**Requirement**
If a line in the entries below contains "match", copy it.

[Collected data entries]
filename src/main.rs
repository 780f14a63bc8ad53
use std::process;

use foglio::{
    application::{
        error::AppError,
        index::{ContentIndex, IndexOptions, TagCount},
        search::{self, SearchQuery, TagSelector},
    },
    config::{self, Command, ListArgs, SearchArgs, TagsArgs},
    domain::articles::{Article, format_iso_date},
    infra::{content, content::LoaderOptions, telemetry},
};
use metrics::counter;
use serde::Serialize;
use tracing::{Dispatch, Level, dispatcher, error, info};
use tracing_subscriber::fmt as tracing_fmt;

fn main() {
    if let Err(error) = run() {
        report_application_error(&error);
        process::exit(1);
    }
}

fn report_application_error(error: &AppError) {
    if dispatcher::has_been_set() {
        error!(error = %error, "application error");
        return;
    }

    let subscriber = tracing_fmt().with_max_level(Level::ERROR).finish();
    let dispatch = Dispatch::new(subscriber);
    dispatcher::with_default(&dispatch, || {
        error!(error = %error, "application error");
    });
}

fn run() -> Result<(), AppError> {
    let (cli_args, settings) = config::load_with_cli()
        .map_err(|err| AppError::unexpected(format!("failed to load configuration: {err}")))?;

    let command = cli_args
        .command
        .unwrap_or(Command::List(ListArgs::default()));

    telemetry::init(&settings.logging)?;

    let loader_options = LoaderOptions {
        summary_max_chars: settings.content.summary_max_chars,
    };
    let articles = content::load_articles(&settings.content.directory, &loader_options)?;
    let index = ContentIndex::build(
        articles,
        IndexOptions {
            tag_casing: settings.index.tag_casing,
        },
    )?;

    match command {
        Command::List(args) => run_list(&index, &args),
        Command::Search(args) => run_search(&index, &args),
        Command::Tags(args) => run_tags(&index, &args),
    }
}

fn run_list(index: &ContentIndex, args: &ListArgs) -> Result<(), AppError> {
    let articles: Vec<&Article> = index.articles().iter().collect();
    print_articles(&articles, args.json)
}

fn run_search(index: &ContentIndex, args: &SearchArgs) -> Result<(), AppError> {
    let query = SearchQuery::new(args.text.clone(), TagSelector::from_input(args.tag.as_deref()));
    let results = search::search(index, &query);

    counter!("foglio_searches_total").increment(1);
    info!(
        text = %query.text,
        tag = args.tag.as_deref().unwrap_or("all"),
        results = results.len(),
        "search executed"
    );

    print_articles(&results, args.json)
}

fn run_tags(index: &ContentIndex, args: &TagsArgs) -> Result<(), AppError> {
    let counts = index.tag_counts();

    if args.json {
        print_json(&counts)
    } else {
        for TagCount { label, count, .. } in &counts {
            println!("{label} ({count})");
        }
        Ok(())
    }
}

#[derive(Serialize)]
struct ArticleRow<'a> {
    slug: &'a str,
    title: &'a str,
    date: String,
    tags: &'a [String],
    summary: &'a str,
}

impl<'a> From<&'a Article> for ArticleRow<'a> {
    fn from(article: &'a Article) -> Self {
        Self {
            slug: &article.slug,
            title: &article.title,
            date: format_iso_date(article.date),
            tags: &article.tags,
            summary: &article.summary,
        }
    }
}

fn print_articles(articles: &[&Article], json: bool) -> Result<(), AppError> {
    if json {
        let rows: Vec<ArticleRow<'_>> = articles.iter().map(|article| (*article).into()).collect();
        return print_json(&rows);
    }

    for article in articles {
        let tags = article
            .tags
            .iter()
            .map(|tag| format!("#{tag}"))
            .collect::<Vec<_>>()
            .join(" ");
        println!(
            "{}  {}  {}  {}",
            format_iso_date(article.date),
            article.slug,
            article.title,
            tags
        );
    }
    Ok(())
}

fn print_json<T: Serialize>(value: &T) -> Result<(), AppError> {
    let rendered = serde_json::to_string_pretty(value)
        .map_err(|err| AppError::unexpected(format!("failed to encode JSON output: {err}")))?;
    println!("{rendered}");
    Ok(())
}
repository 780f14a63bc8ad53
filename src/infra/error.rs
use thiserror::Error;

#[derive(Debug, Error)]
pub enum InfraError {
    #[error("io error: {0}")]
    Io(#[from] std::io::Error),
    #[error("telemetry initialization failed: {0}")]
    Telemetry(String),
    #[error("configuration error: {message}")]
    Configuration { message: String },
}

impl InfraError {
    pub fn configuration(message: impl Into<String>) -> Self {
        Self::Configuration {
            message: message.into(),
        }
    }

    pub fn telemetry(message: impl Into<String>) -> Self {
        Self::Telemetry(message.into())
    }
}
use std::sync::Once;

use metrics::{Unit, describe_counter};
use tracing_error::ErrorLayer;
use tracing_subscriber::{
    EnvFilter, fmt,
    layer::{Layer, SubscriberExt},
    util::SubscriberInitExt,
};

use crate::config::{LogFormat, LoggingSettings};

use super::error::InfraError;

static METRIC_DESCRIPTIONS: Once = Once::new();

/// Install a global tracing subscriber using the provided logging settings.
pub fn init(logging: &LoggingSettings) -> Result<(), InfraError> {
    describe_metrics();

    let env_filter = EnvFilter::builder()
        .with_default_directive(logging.level.into())
        .from_env_lossy();

    let fmt_layer = match logging.format {
        LogFormat::Json => fmt::layer()
            .json()
            .with_current_span(true)
            .with_span_list(true)
            .with_target(true)
            .boxed(),
        LogFormat::Compact => fmt::layer().compact().with_target(true).boxed(),
    };

    tracing_subscriber::registry()
        .with(env_filter)
        .with(ErrorLayer::default())
        .with(fmt_layer)
        .try_init()
        .map_err(|err| {
            InfraError::telemetry(format!("failed to install tracing subscriber: {err}"))
        })
}

fn describe_metrics() {
    METRIC_DESCRIPTIONS.call_once(|| {
        describe_counter!(
            "foglio_articles_loaded_total",
            Unit::Count,
            "Total number of articles loaded from the content directory."
        );
        describe_counter!(
            "foglio_articles_indexed_total",
            Unit::Count,
            "Total number of articles placed into a content index."
        );
        describe_counter!(
            "foglio_tags_indexed_total",
            Unit::Count,
            "Total number of distinct tag index entries built."
        );
        describe_counter!(
            "foglio_searches_total",
            Unit::Count,
            "Total number of search queries executed."
        );
    });
}
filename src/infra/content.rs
//! Content loader: turns a directory of markdown files into `Article` records.
//!
//! Each article is a `*.md` file opening with a TOML front matter block
//! fenced by `+++` lines:
//!
//! ```text
//! +++
//! title = "Regions and zones"
//! date = "2024-06-01"
//! tags = ["AWS", "Cloud"]
//! summary = "Where workloads actually run."
//! +++
//!
//! Body markdown follows and is never parsed here.
//! ```
//!
//! `title` and `date` are required; a file that cannot produce a valid record
//! is a fatal configuration error naming the offending path, never a silent
//! drop. The body stays behind an opaque [`BodySource`] handle for rendering
//! collaborators.

use std::collections::HashSet;
use std::fs;
use std::path::{Path, PathBuf};

use metrics::counter;
use serde::Deserialize;
use thiserror::Error;
use time::Date;
use tracing::{debug, info};

use crate::domain::articles::{Article, BodySource, ISO_DATE_FORMAT};
use crate::domain::slug::{self, SlugError};

const FRONT_MATTER_FENCE: &str = "+++";
const SUMMARY_ELLIPSIS: char = '…';

#[derive(Debug, Error)]
pub enum ContentError {
    #[error("failed to read content directory `{path}`: {source}")]
    ReadDir {
        path: PathBuf,
        #[source]
        source: std::io::Error,
    },
    #[error("failed to read `{path}`: {source}")]
    ReadFile {
        path: PathBuf,
        #[source]
        source: std::io::Error,
    },
    #[error("`{path}` is missing a `+++` front matter block")]
    MissingFrontMatter { path: PathBuf },
    #[error("invalid front matter in `{path}`: {source}")]
    InvalidFrontMatter {
        path: PathBuf,
        #[source]
        source: Box<toml::de::Error>,
    },
    #[error("invalid date `{value}` in `{path}`: expected YYYY-MM-DD")]
    InvalidDate { path: PathBuf, value: String },
    #[error("cannot derive a slug for `{path}`: {source}")]
    Slug {
        path: PathBuf,
        #[source]
        source: SlugError,
    },
}

#[derive(Debug, Clone)]
pub struct LoaderOptions {
    /// Character budget for summaries derived from the body's first paragraph.
    pub summary_max_chars: usize,
}

impl Default for LoaderOptions {
    fn default() -> Self {
        Self {
            summary_max_chars: 240,
        }
    }
}

#[derive(Debug, Deserialize)]
struct FrontMatter {
    title: String,
    /// Calendar date as a quoted `YYYY-MM-DD` string.
    date: String,
    #[serde(default)]
    tags: Vec<String>,
    #[serde(default)]
    summary: Option<String>,
    /// Optional explicit slug; otherwise derived from the file stem.
    #[serde(default)]
    slug: Option<String>,
}

/// Load every `*.md` article under `directory` (non-recursive).
///
/// Files are visited in path order so derived-slug disambiguation is
/// deterministic; listing order itself is re-established by the index
/// builder and does not depend on this pass.
pub fn load_articles(
    directory: &Path,
    options: &LoaderOptions,
) -> Result<Vec<Article>, ContentError> {
    let entries = fs::read_dir(directory).map_err(|source| ContentError::ReadDir {
        path: directory.to_path_buf(),
        source,
    })?;

    let mut paths: Vec<PathBuf> = Vec::new();
    for entry in entries {
        let entry = entry.map_err(|source| ContentError::ReadDir {
            path: directory.to_path_buf(),
            source,
        })?;
        let path = entry.path();
        if path.extension().is_some_and(|ext| ext == "md") && path.is_file() {
            paths.push(path);
        }
    }
    paths.sort();

    let mut articles = Vec::with_capacity(paths.len());
    let mut assigned: HashSet<String> = HashSet::new();

    for path in paths {
        let article = load_article(&path, options, &mut assigned)?;
        debug!(slug = %article.slug, path = %path.display(), "loaded article");
        articles.push(article);
    }

    counter!("foglio_articles_loaded_total").increment(articles.len() as u64);
    info!(
        count = articles.len(),
        directory = %directory.display(),
        "content directory loaded"
    );

    Ok(articles)
}

fn load_article(
    path: &Path,
    options: &LoaderOptions,
    assigned: &mut HashSet<String>,
) -> Result<Article, ContentError> {
    let raw = fs::read_to_string(path).map_err(|source| ContentError::ReadFile {
        path: path.to_path_buf(),
        source,
    })?;

    let (front_raw, body_offset) =
        split_front_matter(&raw).ok_or_else(|| ContentError::MissingFrontMatter {
            path: path.to_path_buf(),
        })?;

    let front: FrontMatter =
        toml::from_str(front_raw).map_err(|source| ContentError::InvalidFrontMatter {
            path: path.to_path_buf(),
            source: Box::new(source),
        })?;

    let date = Date::parse(front.date.trim(), ISO_DATE_FORMAT).map_err(|_| {
        ContentError::InvalidDate {
            path: path.to_path_buf(),
            value: front.date.clone(),
        }
    })?;

    let slug = resolve_slug(path, front.slug.as_deref(), assigned)?;
    assigned.insert(slug.clone());

    let summary = match front.summary {
        Some(summary) if !summary.trim().is_empty() => summary.trim().to_string(),
        _ => summarize_body(&raw[body_offset..], options.summary_max_chars),
    };

    Ok(Article {
        slug,
        title: front.title.trim().to_string(),
        date,
        tags: front.tags,
        summary,
        body: BodySource {
            path: path.to_path_buf(),
            offset: body_offset,
        },
    })
}

/// Explicit front-matter slugs are taken verbatim (the index builder enforces
/// uniqueness across the collection); derived slugs are disambiguated against
/// already-assigned ones so two stems that slugify identically both load.
fn resolve_slug(
    path: &Path,
    explicit: Option<&str>,
    assigned: &HashSet<String>,
) -> Result<String, ContentError> {
    if let Some(slug) = explicit {
        return Ok(slug.trim().to_string());
    }

    let stem = path
        .file_stem()
        .and_then(|stem| stem.to_str())
        .unwrap_or_default();

    slug::derive_unique_slug(stem, |candidate| !assigned.contains(candidate)).map_err(|source| {
        ContentError::Slug {
            path: path.to_path_buf(),
            source,
        }
    })
}

/// Split a raw file into its front matter text and the byte offset where the
/// body begins (just past the closing fence line).
fn split_front_matter(raw: &str) -> Option<(&str, usize)> {
    let after_open = raw.strip_prefix(FRONT_MATTER_FENCE)?;
    let after_open = after_open
        .strip_prefix("\r\n")
        .or_else(|| after_open.strip_prefix('\n'))?;
    let front_start = raw.len() - after_open.len();

    let mut search_from = 0;
    loop {
        let found = after_open[search_from..].find(FRONT_MATTER_FENCE)? + search_from;
        let at_line_start = found == 0 || after_open.as_bytes()[found - 1] == b'\n';
        let after_close = &after_open[found + FRONT_MATTER_FENCE.len()..];

        let fence_tail = if after_close.starts_with("\r\n") {
            Some(2)
        } else if after_close.starts_with('\n') {
            Some(1)
        } else if after_close.is_empty() {
            Some(0)
        } else {
            None
        };

        if at_line_start {
            if let Some(tail) = fence_tail {
                let front = &after_open[..found];
                let body_offset = front_start + found + FRONT_MATTER_FENCE.len() + tail;
                return Some((front, body_offset));
            }
        }

        search_from = found + FRONT_MATTER_FENCE.len();
    }
}

/// First paragraph of the body, whitespace-collapsed and truncated on a char
/// boundary.
fn summarize_body(body: &str, max_chars: usize) -> String {
    let paragraph = body
        .split("\n\n")
        .map(str::trim)
        .find(|block| !block.is_empty())
        .unwrap_or_default();

    let mut collapsed = String::with_capacity(paragraph.len());
    for word in paragraph.split_whitespace() {
        if !collapsed.is_empty() {
            collapsed.push(' ');
        }
        collapsed.push_str(word);
    }

    if collapsed.chars().count() <= max_chars {
        return collapsed;
    }

    let mut truncated: String = collapsed.chars().take(max_chars.saturating_sub(1)).collect();
    truncated.push(SUMMARY_ELLIPSIS);
    truncated
}

#[cfg(test)]
mod tests {
    use super::*;

    #[test]
    fn split_front_matter_returns_body_offset() {
        let raw = "+++\ntitle = \"A\"\n+++\nbody starts here";
        let (front, offset) = split_front_matter(raw).expect("front matter");
        assert_eq!(front, "title = \"A\"\n");
        assert_eq!(&raw[offset..], "body starts here");
    }

    #[test]
    fn split_front_matter_requires_opening_fence() {
        assert!(split_front_matter("title = \"A\"\n").is_none());
        assert!(split_front_matter("+++title\n+++\n").is_none());
    }

    #[test]
    fn split_front_matter_ignores_fence_mid_line() {
        let raw = "+++\nvalue = \"a +++ b\"\n+++\nbody";
        let (front, offset) = split_front_matter(raw).expect("front matter");
        assert_eq!(front, "value = \"a +++ b\"\n");
        assert_eq!(&raw[offset..], "body");
    }

    #[test]
    fn split_front_matter_accepts_fence_at_eof() {
        let raw = "+++\ntitle = \"A\"\n+++";
        let (_, offset) = split_front_matter(raw).expect("front matter");
        assert_eq!(offset, raw.len());
    }

    #[test]
    fn summarize_body_takes_first_paragraph() {
        let body = "\nFirst paragraph\nstill first.\n\nSecond paragraph.";
        assert_eq!(
            summarize_body(body, 240),
            "First paragraph still first."
        );
    }

    #[test]
    fn summarize_body_truncates_on_char_boundary() {
        let body = "héllo wörld, this paragraph keeps going";
        let summary = summarize_body(body, 10);
        assert_eq!(summary.chars().count(), 10);
        assert!(summary.ends_with(SUMMARY_ELLIPSIS));
    }

    #[test]
    fn summarize_body_of_empty_body_is_empty() {
        assert_eq!(summarize_body("\n\n", 240), "");
    }
}
//! Summary figures shown above a roster view.

use crate::types::Player;

/// Headline numbers for the full roster and the currently visible subset.
#[derive(Debug, Clone, Copy, PartialEq)]
pub struct RosterStats {
    pub total: usize,
    /// Mean rating across the full roster; 0.0 when empty.
    pub average_rating: f64,
    /// Highest rating in the full roster; 0 when empty.
    pub top_rating: u8,
    pub filtered: usize,
}

impl RosterStats {
    pub fn compute(roster: &[Player], filtered: &[Player]) -> Self {
        let total = roster.len();
        let sum: u64 = roster.iter().map(|p| u64::from(p.rating)).sum();
        let average_rating = if total == 0 {
            0.0
        } else {
            sum as f64 / total as f64
        };
        let top_rating = roster.iter().map(|p| p.rating).max().unwrap_or(0);

        Self {
            total,
            average_rating,
            top_rating,
            filtered: filtered.len(),
        }
    }
}

/// Display band for a rating.
#[derive(Debug, Clone, Copy, PartialEq, Eq, PartialOrd, Ord)]
pub enum RatingTier {
    Standard,
    Good,
    Excellent,
    Elite,
}

impl RatingTier {
    pub fn from_rating(rating: u8) -> Self {
        match rating {
            90.. => Self::Elite,
            85..=89 => Self::Excellent,
            80..=84 => Self::Good,
            _ => Self::Standard,
        }
    }

    pub fn as_str(&self) -> &'static str {
        match self {
            Self::Elite => "elite",
            Self::Excellent => "excellent",
            Self::Good => "good",
            Self::Standard => "standard",
        }
    }
}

**Task response**
    match command {
    let fmt_layer = match logging.format {
    let summary = match front.summary {
        match rating {
        match self {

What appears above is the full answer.